▶ _The task_:
Each line of the material that mentions the word "unwrap" is to be copied.

● ● ●

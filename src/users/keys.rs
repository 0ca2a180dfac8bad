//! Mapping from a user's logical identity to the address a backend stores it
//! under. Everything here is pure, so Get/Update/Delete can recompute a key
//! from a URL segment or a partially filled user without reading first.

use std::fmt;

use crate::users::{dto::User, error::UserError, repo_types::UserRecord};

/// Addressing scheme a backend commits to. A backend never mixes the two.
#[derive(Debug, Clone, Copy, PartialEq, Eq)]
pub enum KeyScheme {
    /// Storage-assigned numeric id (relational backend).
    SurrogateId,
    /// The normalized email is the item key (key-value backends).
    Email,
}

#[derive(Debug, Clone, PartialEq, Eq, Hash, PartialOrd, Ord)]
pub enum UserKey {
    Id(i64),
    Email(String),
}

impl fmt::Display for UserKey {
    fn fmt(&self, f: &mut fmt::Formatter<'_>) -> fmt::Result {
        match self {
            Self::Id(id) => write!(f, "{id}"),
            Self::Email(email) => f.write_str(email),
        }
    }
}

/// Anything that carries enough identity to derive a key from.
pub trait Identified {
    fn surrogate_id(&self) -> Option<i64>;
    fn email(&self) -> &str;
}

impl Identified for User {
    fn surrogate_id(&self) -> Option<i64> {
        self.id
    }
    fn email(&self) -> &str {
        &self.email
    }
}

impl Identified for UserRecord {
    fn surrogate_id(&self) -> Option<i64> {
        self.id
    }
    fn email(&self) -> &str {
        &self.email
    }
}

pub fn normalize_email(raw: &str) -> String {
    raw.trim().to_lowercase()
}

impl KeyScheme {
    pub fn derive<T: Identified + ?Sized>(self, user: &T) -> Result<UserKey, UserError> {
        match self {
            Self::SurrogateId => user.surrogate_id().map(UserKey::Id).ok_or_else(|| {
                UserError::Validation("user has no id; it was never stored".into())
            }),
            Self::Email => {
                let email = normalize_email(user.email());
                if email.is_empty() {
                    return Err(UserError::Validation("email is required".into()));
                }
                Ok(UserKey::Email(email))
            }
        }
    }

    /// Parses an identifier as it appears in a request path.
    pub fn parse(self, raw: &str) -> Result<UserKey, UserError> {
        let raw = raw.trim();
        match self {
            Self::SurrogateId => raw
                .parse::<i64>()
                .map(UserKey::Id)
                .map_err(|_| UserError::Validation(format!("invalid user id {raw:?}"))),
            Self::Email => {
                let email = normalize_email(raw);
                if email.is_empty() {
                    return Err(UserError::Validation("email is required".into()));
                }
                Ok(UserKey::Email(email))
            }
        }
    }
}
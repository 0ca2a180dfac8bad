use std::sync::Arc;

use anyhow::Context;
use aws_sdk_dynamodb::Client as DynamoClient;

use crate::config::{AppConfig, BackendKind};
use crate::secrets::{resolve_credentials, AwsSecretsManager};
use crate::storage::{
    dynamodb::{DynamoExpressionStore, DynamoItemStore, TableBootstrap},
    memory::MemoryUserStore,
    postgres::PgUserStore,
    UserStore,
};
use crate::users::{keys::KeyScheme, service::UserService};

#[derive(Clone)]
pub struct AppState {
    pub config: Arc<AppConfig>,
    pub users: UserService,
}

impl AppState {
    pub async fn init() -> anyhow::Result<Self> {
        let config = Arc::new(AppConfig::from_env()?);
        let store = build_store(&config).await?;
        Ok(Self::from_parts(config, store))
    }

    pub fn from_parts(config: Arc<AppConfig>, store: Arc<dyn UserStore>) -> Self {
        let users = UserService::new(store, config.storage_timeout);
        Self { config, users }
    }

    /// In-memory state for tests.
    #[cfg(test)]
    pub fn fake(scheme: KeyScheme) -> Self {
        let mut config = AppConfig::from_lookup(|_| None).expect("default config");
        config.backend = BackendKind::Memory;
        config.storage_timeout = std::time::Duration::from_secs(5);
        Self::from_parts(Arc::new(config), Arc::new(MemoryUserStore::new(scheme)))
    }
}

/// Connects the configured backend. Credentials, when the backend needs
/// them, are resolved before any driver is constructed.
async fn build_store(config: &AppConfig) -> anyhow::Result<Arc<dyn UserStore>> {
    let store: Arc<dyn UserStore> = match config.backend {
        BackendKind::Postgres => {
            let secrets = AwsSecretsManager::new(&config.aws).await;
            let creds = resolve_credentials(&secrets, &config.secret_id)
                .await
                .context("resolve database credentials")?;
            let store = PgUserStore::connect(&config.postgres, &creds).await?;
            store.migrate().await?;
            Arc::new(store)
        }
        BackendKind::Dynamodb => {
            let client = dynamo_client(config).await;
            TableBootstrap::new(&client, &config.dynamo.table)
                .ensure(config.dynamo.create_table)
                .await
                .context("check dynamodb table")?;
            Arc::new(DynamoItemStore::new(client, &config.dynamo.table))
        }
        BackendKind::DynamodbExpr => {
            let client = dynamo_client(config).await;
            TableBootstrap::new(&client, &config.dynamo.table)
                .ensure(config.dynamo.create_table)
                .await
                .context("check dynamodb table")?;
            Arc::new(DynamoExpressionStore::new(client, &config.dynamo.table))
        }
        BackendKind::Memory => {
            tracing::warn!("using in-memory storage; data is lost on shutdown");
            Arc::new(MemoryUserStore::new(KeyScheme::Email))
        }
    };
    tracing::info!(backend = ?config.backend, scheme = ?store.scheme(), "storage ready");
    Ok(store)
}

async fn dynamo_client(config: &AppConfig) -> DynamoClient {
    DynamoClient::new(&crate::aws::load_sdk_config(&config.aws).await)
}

● ● ●

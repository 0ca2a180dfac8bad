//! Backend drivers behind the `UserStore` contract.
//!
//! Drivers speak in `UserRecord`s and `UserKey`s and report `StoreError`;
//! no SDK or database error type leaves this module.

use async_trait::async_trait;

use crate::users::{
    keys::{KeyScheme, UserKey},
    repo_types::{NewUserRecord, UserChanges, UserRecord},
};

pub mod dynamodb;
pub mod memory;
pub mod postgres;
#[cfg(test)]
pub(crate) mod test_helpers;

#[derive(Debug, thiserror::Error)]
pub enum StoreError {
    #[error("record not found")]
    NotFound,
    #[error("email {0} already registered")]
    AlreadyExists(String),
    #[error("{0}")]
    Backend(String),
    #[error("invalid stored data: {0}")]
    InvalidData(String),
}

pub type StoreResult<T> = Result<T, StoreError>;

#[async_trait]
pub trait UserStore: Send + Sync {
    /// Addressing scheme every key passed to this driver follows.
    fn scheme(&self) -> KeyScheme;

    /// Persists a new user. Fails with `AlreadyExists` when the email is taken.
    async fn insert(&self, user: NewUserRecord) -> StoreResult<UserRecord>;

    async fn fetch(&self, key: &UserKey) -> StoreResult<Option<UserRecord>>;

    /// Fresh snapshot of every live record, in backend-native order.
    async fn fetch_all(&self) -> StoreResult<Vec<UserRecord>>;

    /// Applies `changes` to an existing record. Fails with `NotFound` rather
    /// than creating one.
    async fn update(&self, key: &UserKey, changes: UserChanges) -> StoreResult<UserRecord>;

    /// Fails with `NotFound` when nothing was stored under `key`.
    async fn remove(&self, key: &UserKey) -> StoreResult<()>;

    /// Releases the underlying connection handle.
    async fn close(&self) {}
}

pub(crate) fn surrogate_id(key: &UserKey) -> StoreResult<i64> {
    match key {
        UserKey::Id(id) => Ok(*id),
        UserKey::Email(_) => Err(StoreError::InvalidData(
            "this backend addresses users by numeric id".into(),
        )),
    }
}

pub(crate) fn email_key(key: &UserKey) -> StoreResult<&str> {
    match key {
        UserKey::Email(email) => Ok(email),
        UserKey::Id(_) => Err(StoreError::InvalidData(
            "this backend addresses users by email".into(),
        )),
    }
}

● ● ●

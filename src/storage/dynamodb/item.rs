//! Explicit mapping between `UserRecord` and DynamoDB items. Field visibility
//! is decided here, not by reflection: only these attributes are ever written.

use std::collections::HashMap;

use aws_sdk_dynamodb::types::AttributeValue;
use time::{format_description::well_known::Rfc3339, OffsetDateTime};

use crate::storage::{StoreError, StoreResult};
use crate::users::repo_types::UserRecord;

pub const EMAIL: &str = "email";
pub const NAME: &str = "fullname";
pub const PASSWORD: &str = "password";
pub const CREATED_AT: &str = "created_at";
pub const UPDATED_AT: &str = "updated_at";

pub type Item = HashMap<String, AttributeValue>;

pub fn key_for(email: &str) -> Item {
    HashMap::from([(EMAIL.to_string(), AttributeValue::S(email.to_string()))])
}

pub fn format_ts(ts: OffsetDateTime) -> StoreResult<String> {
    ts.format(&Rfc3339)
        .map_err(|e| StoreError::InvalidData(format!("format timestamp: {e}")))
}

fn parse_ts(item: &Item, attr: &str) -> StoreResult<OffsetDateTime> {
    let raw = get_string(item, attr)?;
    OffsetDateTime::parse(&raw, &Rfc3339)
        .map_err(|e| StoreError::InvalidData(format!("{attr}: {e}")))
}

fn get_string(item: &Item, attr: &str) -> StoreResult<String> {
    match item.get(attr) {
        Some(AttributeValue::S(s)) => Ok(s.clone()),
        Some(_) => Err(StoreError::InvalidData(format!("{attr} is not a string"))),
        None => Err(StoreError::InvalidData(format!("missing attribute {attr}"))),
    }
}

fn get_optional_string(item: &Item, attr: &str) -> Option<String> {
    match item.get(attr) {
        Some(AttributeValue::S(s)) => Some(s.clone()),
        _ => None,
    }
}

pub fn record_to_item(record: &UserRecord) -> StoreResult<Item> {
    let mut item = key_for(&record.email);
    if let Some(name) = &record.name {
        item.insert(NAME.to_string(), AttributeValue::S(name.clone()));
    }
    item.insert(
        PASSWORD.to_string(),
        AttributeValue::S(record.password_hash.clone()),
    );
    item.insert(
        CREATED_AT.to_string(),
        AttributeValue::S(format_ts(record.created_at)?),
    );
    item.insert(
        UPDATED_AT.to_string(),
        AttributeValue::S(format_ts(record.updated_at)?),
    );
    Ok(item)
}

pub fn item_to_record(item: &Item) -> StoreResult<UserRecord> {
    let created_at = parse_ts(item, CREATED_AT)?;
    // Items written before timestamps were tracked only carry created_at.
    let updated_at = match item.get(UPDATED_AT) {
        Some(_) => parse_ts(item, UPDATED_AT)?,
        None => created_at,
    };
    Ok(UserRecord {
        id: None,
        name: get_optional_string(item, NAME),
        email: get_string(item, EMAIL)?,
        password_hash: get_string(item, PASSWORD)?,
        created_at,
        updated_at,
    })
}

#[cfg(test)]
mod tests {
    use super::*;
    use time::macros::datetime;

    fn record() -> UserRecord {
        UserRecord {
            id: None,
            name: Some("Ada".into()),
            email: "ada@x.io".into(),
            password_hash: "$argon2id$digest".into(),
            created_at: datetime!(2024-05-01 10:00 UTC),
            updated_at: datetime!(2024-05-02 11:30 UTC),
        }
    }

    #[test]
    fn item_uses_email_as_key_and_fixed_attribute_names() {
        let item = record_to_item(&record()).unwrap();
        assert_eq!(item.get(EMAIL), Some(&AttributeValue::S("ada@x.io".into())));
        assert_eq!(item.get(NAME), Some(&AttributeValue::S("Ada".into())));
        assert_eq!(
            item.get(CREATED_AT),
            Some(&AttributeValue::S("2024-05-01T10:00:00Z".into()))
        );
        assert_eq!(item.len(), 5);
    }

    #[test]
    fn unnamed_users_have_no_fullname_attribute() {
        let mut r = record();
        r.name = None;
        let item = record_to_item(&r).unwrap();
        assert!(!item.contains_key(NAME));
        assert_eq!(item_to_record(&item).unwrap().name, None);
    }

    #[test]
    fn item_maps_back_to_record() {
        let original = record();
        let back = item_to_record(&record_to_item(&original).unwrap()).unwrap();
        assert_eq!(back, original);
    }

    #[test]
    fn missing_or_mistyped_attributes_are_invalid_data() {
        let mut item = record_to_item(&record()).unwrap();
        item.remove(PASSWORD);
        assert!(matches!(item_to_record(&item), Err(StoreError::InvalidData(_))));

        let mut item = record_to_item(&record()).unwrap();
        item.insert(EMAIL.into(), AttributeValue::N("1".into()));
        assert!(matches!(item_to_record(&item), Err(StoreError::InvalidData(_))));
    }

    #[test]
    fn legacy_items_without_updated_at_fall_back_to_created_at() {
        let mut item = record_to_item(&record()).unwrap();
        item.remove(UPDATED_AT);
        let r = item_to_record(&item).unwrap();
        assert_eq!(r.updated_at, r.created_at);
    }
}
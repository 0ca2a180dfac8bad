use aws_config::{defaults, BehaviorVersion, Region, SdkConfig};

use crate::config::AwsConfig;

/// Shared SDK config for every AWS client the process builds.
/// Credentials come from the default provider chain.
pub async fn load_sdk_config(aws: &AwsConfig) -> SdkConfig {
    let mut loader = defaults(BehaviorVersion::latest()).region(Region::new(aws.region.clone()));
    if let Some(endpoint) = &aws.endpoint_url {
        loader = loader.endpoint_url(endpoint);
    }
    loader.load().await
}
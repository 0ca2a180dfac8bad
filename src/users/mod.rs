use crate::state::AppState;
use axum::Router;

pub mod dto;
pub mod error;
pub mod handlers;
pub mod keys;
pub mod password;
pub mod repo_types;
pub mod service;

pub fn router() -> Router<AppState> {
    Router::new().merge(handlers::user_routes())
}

● ● ●

▶ _Finished task_:
        let item = record_to_item(&record()).unwrap();
        let item = record_to_item(&r).unwrap();
        assert_eq!(item_to_record(&item).unwrap().name, None);
        let back = item_to_record(&record_to_item(&original).unwrap()).unwrap();
        let mut item = record_to_item(&record()).unwrap();
        let mut item = record_to_item(&record()).unwrap();
        let mut item = record_to_item(&record()).unwrap();
        let r = item_to_record(&item).unwrap();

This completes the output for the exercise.